Site Reliability Engineering (SRE) Lead
- €70k – €90k
- Remote •
- 7 years of exp
- Full Time
Not Available
Onsite or remote
About the job
About Us:
At Forward Earth, we are dedicated to making sustainability and decarbonization core elements of every business. Our innovative software equips partners with carbon management tools that simplify compliance, reduce emissions, and bolster success in a sustainable economy. We are committed to reducing emissions across products and supply chains, helping combat global climate change. Our goal is to automate carbon management, making it accessible and scalable, empowering users to optimize processes and achieve substantial emission reductions.
We’re looking for:
Problem solvers who thrive on big-picture thinking and crafting elegant solutions. We value diversity, inclusion, and a collaborative culture rooted in respect. At Forward Earth, we set ambitious goals, support one another, and uphold excellence in all our endeavours.
Role Overview:
We are seeking an experienced and driven Site Reliability Engineering (SRE) Lead to build and manage a high-performing SRE team across Europe and the US. You will be instrumental in ensuring the reliability, scalability, and performance of our critical carbon management platform. This role is based in Berlin, in a hybrid working environment, and will involve hands-on work, particularly in the initial phase of team development.
Responsibilities:
Team Leadership: Build, mentor, and manage a geographically distributed team of SREs. Foster a culture of collaboration, knowledge sharing, and continuous improvement.
Reliability Engineering: Implement and maintain monitoring, alerting, and logging systems to proactively identify and address potential issues. Develop and enforce SLOs (Service Level Objectives) and error budgets.
Incident Response: Lead incident response efforts, conduct root cause analysis, and implement preventative measures to minimize future occurrences.
Performance Optimization: Analyze system performance, identify bottlenecks, and implement optimizations to improve efficiency and scalability.
Automation: Champion automation to reduce manual effort and improve operational efficiency. Develop and maintain tools and scripts for automating tasks such as deployment, scaling, and incident response.
Collaboration: Work closely with development teams to ensure that reliability and performance are considered throughout the software development lifecycle.
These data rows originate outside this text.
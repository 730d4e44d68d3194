//! Formatting utilities for terminal output

use crate::core::Guess;

/// Symbol for a guess outcome
#[must_use]
pub const fn outcome_symbol(was_correct: bool) -> &'static str {
    if was_correct { "✓" } else { "✗" }
}

/// Format a guess for the guess trail
#[must_use]
pub fn format_guess(guess: &Guess) -> String {
    match guess {
        Guess::Letter(l) => format!("'{}'", *l as char),
        Guess::Word(w) => format!("\"{w}\""),
    }
}

/// Create a progress bar string
#[must_use]
pub fn create_progress_bar(value: f64, max: f64, width: usize) -> String {
    // Cast is safe: values are clamped to [0, width]
    let filled = ((value / max) * width as f64) as usize;
    let filled = filled.min(width);

    format!("{}{}", "█".repeat(filled), "░".repeat(width - filled))
}

#[cfg(test)]
mod tests {
    use super::*;
    use crate::core::Word;

    #[test]
    fn outcome_symbols() {
        assert_eq!(outcome_symbol(true), "✓");
        assert_eq!(outcome_symbol(false), "✗");
    }

    #[test]
    fn format_letter_guess() {
        assert_eq!(format_guess(&Guess::Letter(b'e')), "'e'");
    }

    #[test]
    fn format_word_guess() {
        let guess = Guess::Word(Word::new("zoo").unwrap());
        assert_eq!(format_guess(&guess), "\"zoo\"");
    }

    #[test]
    fn progress_bar_empty() {
        let bar = create_progress_bar(0.0, 100.0, 10);
        assert_eq!(bar, "░░░░░░░░░░");
    }

    #[test]
    fn progress_bar_full() {
        let bar = create_progress_bar(100.0, 100.0, 10);
        assert_eq!(bar, "██████████");
    }

    #[test]
    fn progress_bar_half() {
        let bar = create_progress_bar(50.0, 100.0, 10);
        assert_eq!(bar, "█████░░░░░");
    }
}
Cloud Infrastructure: Manage and optimize our AWS cloud infrastructure, ensuring cost-effectiveness and security.
The ideal candidate has…
7+ years of experience in SRE, DevOps, or a related field.
Proven experience in leading and managing SRE teams.
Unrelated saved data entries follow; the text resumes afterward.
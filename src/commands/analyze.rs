//! Length analysis command
//!
//! Shows the initial letter ranking the solver would use for a word length.

use crate::core::LetterSet;
use crate::dictionary::DictionaryIndex;
use crate::solver::ranking::{LetterCounts, rank_letters};

/// One row of the ranking table
pub struct LetterRank {
    pub letter: char,
    pub word_count: usize,
    pub occurrence_count: usize,
}

/// Result of analyzing a word length
pub struct AnalysisResult {
    pub length: usize,
    pub pool_size: usize,
    pub ranking: Vec<LetterRank>,
}

/// Compute the initial ranking for words of the given length
///
/// # Errors
///
/// Returns an error if the dictionary has no words of that length.
pub fn analyze_length(length: usize, index: &DictionaryIndex) -> Result<AnalysisResult, String> {
    let pool = index.words_of_length(length);
    if pool.is_empty() {
        return Err(format!("No dictionary words of length {length}"));
    }

    let counts = LetterCounts::tally(&pool);
    let ranking = rank_letters(&counts, LetterSet::EMPTY)
        .into_iter()
        .map(|letter| LetterRank {
            letter: letter as char,
            word_count: counts.word_count(letter),
            occurrence_count: counts.occurrence_count(letter),
        })
        .collect();

    Ok(AnalysisResult {
        length,
        pool_size: pool.len(),
        ranking,
    })
}
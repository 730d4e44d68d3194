//! Candidate-narrowing heuristics
//!
//! This module contains the letter-frequency ranking, the pool-filtering
//! strategy variants, and the per-round engine that ties them together.

mod engine;
pub mod ranking;
pub mod strategy;

pub use engine::{Engine, EngineError};
pub use ranking::{LetterCounts, rank_letters};
pub use strategy::{CursorAdvance, GreedyReset, Strategy, StrategyKind};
Strong understanding of cloud infrastructure, preferably AWS, including services such as EC2, S3, Lambda, and CloudWatch.
Experience with CloudFormation is ideal, but strong skills with other IaC tools will be considered.
Proficiency with python and bash scripting.
Experience with monitoring and observability tools (e.g., Prometheus, Honeycomb, Grafana, Datadog).
Strong understanding of CI/CD pipelines and best practices.
Excellent communication, interpersonal, and problem-solving skills.
Professional-level English and eligibility to work in Germany.
You are already in Berlin and able to start working with us soon!
Bonus Points:
Experience with containerization technologies (e.g., Docker, Kubernetes).
Experience with database administration (e.g., PostgreSQL, MySQL).
Familiarity with security best practices and compliance frameworks.
What We Offer:
A leadership role in a company dedicated to advancing carbon management technology and making a positive impact on the environment.
Hybrid / remote-flexible work environment, where we are based in Berlin but enjoy a "hybrid" / remote-first way of working.
Significant growth potential within a rapidly expanding company.
A dynamic, supportive work environment that champions innovation, initiative, and diversity.